Михаил Александрович Дмитриев
Главы из воспоминаний моей жизни.
ГЛАВА 3 Университетский благородный пансион Cо страхом вступили мы в пансион. Вход наш в толпу пансионеров, которых было тогда вместе с приходящими до 400 человек, можно уподобить вот чему: это было похоже, как бы человека, едва умеющего плавать по небольшому пруду, вдруг бросили в море и велели плыть с другими! — Толпа мальчиков из нашей и из других комнат окружила нас с вопросами: как ваша фамилия. Бесчисленное, как мне казалось, множество лиц, и всегда новых, мелькали мимо нас с шумом, заглядывались на нас, подбегали к нам, а мы, робкие и всем чужие, не знали, где стоять и куда приютиться. Но не прошло полугода, как мы привыкли; однако все-таки не могли забыть семьи, ее обычаев и привычек, родных и даже женщин и дворовых людей, которые тогда сохраняли именно патриархальную привязанность к своим господам и любили нас, детей, как свое, а не чужое.

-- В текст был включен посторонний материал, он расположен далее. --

//! Speed curve and obstacle spacing schedule for the runner.
//!
//! Spacing is drawn in two stages. A [`SpacingPattern`] bucket is chosen from a
//! weight table that drifts toward tighter spacing as the game goes on, then a
//! distance is drawn uniformly inside the bucket and jittered.
//!
//! The weight table is corrected against streaks before every draw: three close
//! buckets in a row suppress `close`, two far buckets in a row suppress `far`.
//! The correction only affects that single draw.

use rand::{
    Rng as _,
    distr::{Distribution as _, weighted::WeightedIndex},
};
use rand_pcg::Pcg32;
use serde::{Deserialize, Serialize};

use crate::GameSeed;

use super::{DifficultyConfig, ObstacleDescriptor};

const CLOSE_STREAK_LIMIT: u32 = 3;
const FAR_STREAK_LIMIT: u32 = 2;

/// Spacing bucket for the gap in front of a new obstacle.
#[derive(Debug, Clone, Copy, PartialEq, Eq, Hash, Serialize, Deserialize)]
pub enum SpacingPattern {
    Close,
    Normal,
    Far,
    Mixed,
}

impl SpacingPattern {
    pub const ALL: [SpacingPattern; 4] = [
        SpacingPattern::Close,
        SpacingPattern::Normal,
        SpacingPattern::Far,
        SpacingPattern::Mixed,
    ];

    #[must_use]
    pub const fn index(self) -> usize {
        match self {
            SpacingPattern::Close => 0,
            SpacingPattern::Normal => 1,
            SpacingPattern::Far => 2,
            SpacingPattern::Mixed => 3,
        }
    }

    /// Inclusive distance range of the bucket.
    #[must_use]
    pub const fn range(self) -> (i32, i32) {
        match self {
            SpacingPattern::Close => (180, 250),
            SpacingPattern::Normal => (250, 350),
            SpacingPattern::Far => (350, 450),
            SpacingPattern::Mixed => (180, 450),
        }
    }
}

/// Probability table over [`SpacingPattern::ALL`].
#[derive(Debug, Clone, Copy, PartialEq)]
pub struct PatternWeights([f32; 4]);

impl PatternWeights {
    #[must_use]
    pub const fn new(weights: [f32; 4]) -> Self {
        Self(weights)
    }

    #[must_use]
    pub fn get(&self, pattern: SpacingPattern) -> f32 {
        self.0[pattern.index()]
    }

    fn set(&mut self, pattern: SpacingPattern, weight: f32) {
        self.0[pattern.index()] = weight;
    }

    fn add(&mut self, pattern: SpacingPattern, delta: f32) {
        self.0[pattern.index()] += delta;
    }

    #[must_use]
    pub fn sum(&self) -> f32 {
        self.0.iter().sum()
    }

    #[must_use]
    pub fn as_array(&self) -> [f32; 4] {
        self.0
    }

    /// Scales the table so that it sums to 1.
    #[must_use]
    pub fn normalized(mut self) -> Self {
        let sum = self.sum();
        if sum > 0.0 {
            for w in &mut self.0 {
                *w /= sum;
            }
        }
        self
    }
}

/// Generates the speed schedule and obstacle spacing consumed by the runner world.
///
/// The drawing methods assume a configuration accepted by
/// [`DifficultyConfig::validate`] and panic otherwise.
#[derive(Debug, Clone)]
pub struct DifficultyController {
    config: DifficultyConfig,
    rng: Pcg32,
    consecutive_close: u32,
    consecutive_far: u32,
    last_distance: f32,
}

impl DifficultyController {
    #[must_use]
    pub fn new(config: DifficultyConfig, seed: GameSeed) -> Self {
        let last_distance = config.preferred_distance;
        Self {
            config,
            rng: seed.rng(),
            consecutive_close: 0,
            consecutive_far: 0,
            last_distance,
        }
    }

    #[must_use]
    pub fn config(&self) -> &DifficultyConfig {
        &self.config
    }

    #[must_use]
    pub fn consecutive_close(&self) -> u32 {
        self.consecutive_close
    }

    #[must_use]
    pub fn consecutive_far(&self) -> u32 {
        self.consecutive_far
    }

    /// Distance produced by the most recent draw.
    #[must_use]
    pub fn last_distance(&self) -> f32 {
        self.last_distance
    }

    /// Game speed after `elapsed` seconds: linear ramp saturating at the maximum.
    #[must_use]
    pub fn speed(&self, elapsed: f32) -> f32 {
        let config = &self.config;
        f32::min(
            config.initial_speed + elapsed.max(0.0) * config.ramp_rate,
            config.max_speed,
        )
    }

    /// Pattern weights after time drift and flooring, before streak correction.
    #[must_use]
    pub fn adaptive_weights(&self, elapsed: f32) -> PatternWeights {
        let config = &self.config;
        let factor = (elapsed.max(0.0) / config.weight_window).min(1.0);
        let mut weights = [0.0; 4];
        for (i, w) in weights.iter_mut().enumerate() {
            let start = config.initial_weights[i];
            let end = config.final_weights[i];
            *w = f32::max(config.weight_floor, start + factor * (end - start));
        }
        PatternWeights(weights)
    }

    /// Normalized table the next draw will use, including streak correction.
    #[must_use]
    pub fn draw_weights(&self, elapsed: f32) -> PatternWeights {
        let mut weights = self.adaptive_weights(elapsed);
        if self.consecutive_close >= CLOSE_STREAK_LIMIT {
            weights.set(SpacingPattern::Close, 0.05);
            weights.add(SpacingPattern::Normal, 0.3);
            weights.add(SpacingPattern::Far, 0.2);
        } else if self.consecutive_far >= FAR_STREAK_LIMIT {
            weights.set(SpacingPattern::Far, 0.1);
            weights.add(SpacingPattern::Close, 0.2);
            weights.add(SpacingPattern::Normal, 0.1);
        }
        weights.normalized()
    }

    /// Draws a spacing bucket and updates the streak counters.
    ///
    /// # Panics
    ///
    /// Panics if the weight floor is not positive or a weight is not finite.
    pub fn choose_pattern(&mut self, elapsed: f32) -> SpacingPattern {
        let weights = self.draw_weights(elapsed);
        let index = WeightedIndex::new(weights.as_array())
            .expect("validated pattern weights are positive and finite")
            .sample(&mut self.rng);
        let pattern = SpacingPattern::ALL[index];

        match pattern {
            SpacingPattern::Close => {
                self.consecutive_close += 1;
                self.consecutive_far = 0;
            }
            SpacingPattern::Far => {
                self.consecutive_far += 1;
                self.consecutive_close = 0;
            }
            SpacingPattern::Normal | SpacingPattern::Mixed => {
                self.consecutive_close = 0;
                self.consecutive_far = 0;
            }
        }
        pattern
    }

    /// Draws the gap to leave behind the next obstacle.
    ///
    /// The result is never below the configured global minimum distance.
    ///
    /// # Panics
    ///
    /// Panics if the jitter is negative or [`Self::choose_pattern`] panics.
    #[expect(clippy::cast_precision_loss)]
    pub fn next_spawn_distance(&mut self, elapsed: f32) -> f32 {
        let pattern = self.choose_pattern(elapsed);
        let (min, max) = pattern.range();
        let base = self.rng.random_range(min..=max);
        let jitter = self.config.jitter;
        let variation = self.rng.random_range(-jitter..=jitter);
        let distance = f32::max(self.config.min_distance, (base + variation) as f32);
        self.last_distance = distance;
        distance
    }

    /// Checks whether a new obstacle may be spawned behind `last`.
    ///
    /// Spawning is eligible when there is no obstacle yet, or when `last` has
    /// travelled its spawn distance away from the right edge of a world
    /// `world_width` wide. When eligible, the spacing for the new obstacle is drawn
    /// and returned.
    pub fn should_spawn(
        &mut self,
        last: Option<&ObstacleDescriptor>,
        world_width: f32,
        elapsed: f32,
    ) -> Option<f32> {
        let eligible = last.is_none_or(|last| last.x < world_width - last.spawn_distance);
        eligible.then(|| self.next_spawn_distance(elapsed))
    }

    /// Like [`Self::should_spawn`], but an eligible spawn only happens with the
    /// configured spawn chance.
    ///
    /// # Panics
    ///
    /// Panics if the spawn chance is outside `[0, 1]`.
    pub fn try_spawn(
        &mut self,
        last: Option<&ObstacleDescriptor>,
        world_width: f32,
        elapsed: f32,
    ) -> Option<f32> {
        let distance = self.should_spawn(last, world_width, elapsed)?;
        self.rng
            .random_bool(self.config.spawn_chance)
            .then_some(distance)
    }
}

#[cfg(test)]
mod tests {
    use super::*;
    use crate::runner::ObstacleId;

    fn controller(seed: u128) -> DifficultyController {
        DifficultyController::new(DifficultyConfig::default(), GameSeed::from_u128(seed))
    }

    fn obstacle_at(x: f32, spawn_distance: f32) -> ObstacleDescriptor {
        ObstacleDescriptor {
            id: ObstacleId(0),
            x,
            y: 231.0,
            width: 48.0,
            height: 149.0,
            spawn_distance,
        }
    }

    #[test]
    fn test_speed_ramps_and_saturates() {
        let c = controller(0);
        assert_eq!(c.speed(0.0), 7.0);
        assert!((c.speed(30.0) - 10.0).abs() < 1e-5);
        assert_eq!(c.speed(80.0), 15.0);
        assert_eq!(c.speed(1000.0), 15.0);

        let mut prev = c.speed(0.0);
        for t in 1..200_u8 {
            let speed = c.speed(f32::from(t));
            assert!(speed >= prev);
            prev = speed;
        }
    }

    #[test]
    fn test_weights_drift_toward_final_table() {
        let c = controller(0);
        assert_eq!(c.adaptive_weights(0.0).as_array(), [0.2, 0.5, 0.2, 0.1]);
        let late = c.adaptive_weights(500.0).as_array();
        let expected = [0.5, 0.4, 0.05, 0.05];
        for (w, e) in late.iter().zip(expected) {
            assert!((w - e).abs() < 1e-6);
        }
    }

    #[test]
    fn test_draw_weights_always_sum_to_one() {
        let mut c = controller(0);
        for streak in [(0, 0), (3, 0), (5, 0), (0, 2), (0, 4)] {
            c.consecutive_close = streak.0;
            c.consecutive_far = streak.1;
            for t in (0..400).step_by(5) {
                #[expect(clippy::cast_precision_loss)]
                let weights = c.draw_weights(t as f32);
                assert!((weights.sum() - 1.0).abs() < 1e-5, "{streak:?} at {t}");
                assert!(weights.as_array().iter().all(|w| *w > 0.0));
            }
        }
    }

    #[test]
    fn test_close_streak_suppresses_close() {
        let mut c = controller(0);
        let plain = c.draw_weights(60.0);
        c.consecutive_close = 3;
        let corrected = c.draw_weights(60.0);
        assert!(corrected.get(SpacingPattern::Close) < plain.get(SpacingPattern::Close));
        assert!(corrected.get(SpacingPattern::Far) > plain.get(SpacingPattern::Far));
    }

    #[test]
    fn test_far_streak_suppresses_far() {
        let mut c = controller(0);
        let plain = c.draw_weights(0.0);
        c.consecutive_far = 2;
        let corrected = c.draw_weights(0.0);
        assert!(corrected.get(SpacingPattern::Far) < plain.get(SpacingPattern::Far));
        assert!(corrected.get(SpacingPattern::Close) > plain.get(SpacingPattern::Close));
    }

    #[test]
    fn test_streak_counters_follow_draws() {
        let mut c = controller(11);
        for _ in 0..500 {
            let (close, far) = (c.consecutive_close, c.consecutive_far);
            match c.choose_pattern(90.0) {
                SpacingPattern::Close => {
                    assert_eq!(c.consecutive_close, close + 1);
                    assert_eq!(c.consecutive_far, 0);
                }
                SpacingPattern::Far => {
                    assert_eq!(c.consecutive_far, far + 1);
                    assert_eq!(c.consecutive_close, 0);
                }
                SpacingPattern::Normal | SpacingPattern::Mixed => {
                    assert_eq!((c.consecutive_close, c.consecutive_far), (0, 0));
                }
            }
        }
    }

    #[test]
    fn test_spawn_distance_never_below_minimum() {
        let mut c = controller(3);
        for i in 0..5000_u16 {
            let distance = c.next_spawn_distance(f32::from(i % 300));
            assert!(distance >= 180.0);
            assert!(distance <= 470.0);
            assert_eq!(c.last_distance(), distance);
        }
    }

    #[test]
    fn test_first_obstacle_is_always_eligible() {
        let mut c = controller(5);
        assert!(c.should_spawn(None, 800.0, 0.0).is_some());
    }

    #[test]
    fn test_eligibility_waits_for_spawn_distance() {
        let mut c = controller(5);
        assert!(c.should_spawn(Some(&obstacle_at(600.0, 300.0)), 800.0, 0.0).is_none());
        assert!(c.should_spawn(Some(&obstacle_at(500.0, 300.0)), 800.0, 0.0).is_none());
        assert!(c.should_spawn(Some(&obstacle_at(499.0, 300.0)), 800.0, 0.0).is_some());
    }

    #[test]
    fn test_spawn_chance_is_about_two_thirds() {
        let mut c = controller(99);
        let trials = 6000;
        let spawned = (0..trials)
            .filter(|_| c.try_spawn(None, 800.0, 10.0).is_some())
            .count();
        #[expect(clippy::cast_precision_loss)]
        let ratio = spawned as f64 / f64::from(trials);
        assert!((0.62..0.71).contains(&ratio), "ratio = {ratio}");
    }

    #[test]
    fn test_boundary_configs_draw_without_panicking() {
        let configs = [
            DifficultyConfig {
                jitter: 0,
                spawn_chance: 0.0,
                ..DifficultyConfig::default()
            },
            DifficultyConfig {
                spawn_chance: 1.0,
                initial_weights: [0.0; 4],
                final_weights: [0.0; 4],
                ..DifficultyConfig::default()
            },
        ];
        for config in configs {
            config.validate().unwrap();
            let never = config.spawn_chance <= 0.0;
            let mut c = DifficultyController::new(config, GameSeed::from_u128(4));
            for t in 0..200_u16 {
                let spawned = c.try_spawn(None, 800.0, f32::from(t)).is_some();
                assert_eq!(spawned, !never);
                assert!(c.last_distance() >= 180.0);
            }
        }
    }
}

Обращаюсь к университетскому пансиону. В воспитательном заведении надобно различать две цели: учение и собственно воспитание. И то и другое стояло не высоко1; но и то и другое соответствовало потребностям того времени и тогдашней образованности общества, и потому и то и другое, в относительном своем достоинстве, было не хуже нынешнего. А в мире все относительно. Теперь мы не довольны настоящим нашим воспитанием, и мы правы; тогда были довольны воспитанием того времени, и тогдашние люди были тоже правы. Больше не было нужно!
Тогда параллельных классов не было; да, может быть, это было и лучше. Нынче требуется, чтобы ученик шел во всех предметах равно, что решительно невозможно. Из этого выходит, что, успевши в каком-нибудь предмете, он не переходит в класс высший потому только, что отстал в других предметах. Но как хотите вы этого равенства? Есть головы, способные к языкам или к словесным наукам и не способные к математике. Таков был и я. За что же угнетать способности, данные природою, и не давать им дальнейшего ходу из того только, что ученик отстал в предметах другого рода? — У нас было так, что в некоторых предметах учения можно было достичь высших классов, оставаясь по другим предметам в средних. <…>
Однако, скажут после этого, что же хорошего было в этом пансионе? — Вот что: литературное образование, которое более всех других способствует не к специальным знаниям, а к общей образованности, которая, соответствуя потребности тогдашнего просвещенного общества, была действительно нужнее положительных знаний. Хорошо всегда то, что соответствует потребности. Эта часть шла хорошо. Доказательством тому — воспитанники пансиона, давшие ему действительную и справедливую славу: Дашков, Тургенев, Жуковской, Милонов, Кайсаров, Аркадий Родзянка и многие другие. Большая часть имен, прославившихся у нас в литературе и на поприще как бы, вышли из университетского благородного пансиона. Я сам, не сравнивая себя с ними, положил, однако, начало своего литературного образования в этом же пансионе и ему обязан моею любовию к литературе.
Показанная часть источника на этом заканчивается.